▶ **Available data**

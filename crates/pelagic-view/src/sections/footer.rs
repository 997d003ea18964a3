//! Page footer.

use pelagic_content::copy::{COPYRIGHT, FOOTER_COLUMNS};

use crate::compose::SectionComposer;
use crate::node::ViewNode;

/// Stateless footer: link columns and the copyright line.
#[derive(Debug, Clone, Copy, Default)]
pub struct FooterSection;

impl SectionComposer for FooterSection {
    fn anchor(&self) -> &'static str {
        "footer"
    }

    fn title(&self) -> &'static str {
        "Triton Mining Co."
    }

    fn build(&self) -> ViewNode {
        let mut children: Vec<ViewNode> = FOOTER_COLUMNS
            .iter()
            .map(|col| ViewNode::Group {
                title: col.title,
                children: col
                    .links
                    .iter()
                    .map(|&(label, target)| ViewNode::Link { label, target })
                    .collect(),
            })
            .collect();
        children.push(ViewNode::text(COPYRIGHT));
        ViewNode::Section {
            anchor: self.anchor(),
            title: self.title(),
            children,
        }
    }
}

#[cfg(test)]
mod tests {
    use super::*;

    #[test]
    fn footer_has_four_link_columns() {
        let tree = FooterSection.build();
        assert_eq!(tree.count(|n| matches!(n, ViewNode::Group { .. })), 4);
        assert_eq!(tree.count(|n| matches!(n, ViewNode::Link { .. })), 16);
    }
}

▶ **Work to be completed**
Nothing but the lines from the beginning of the records through the line with "use crate::node::ViewNode;" should appear, each printed exactly.

▶ **Output for this exercise**
filename crates/pelagic-view/src/sections/footer.rs
repository 997d003ea18964a3
//! Page footer.

use pelagic_content::copy::{COPYRIGHT, FOOTER_COLUMNS};

use crate::compose::SectionComposer;
use crate::node::ViewNode;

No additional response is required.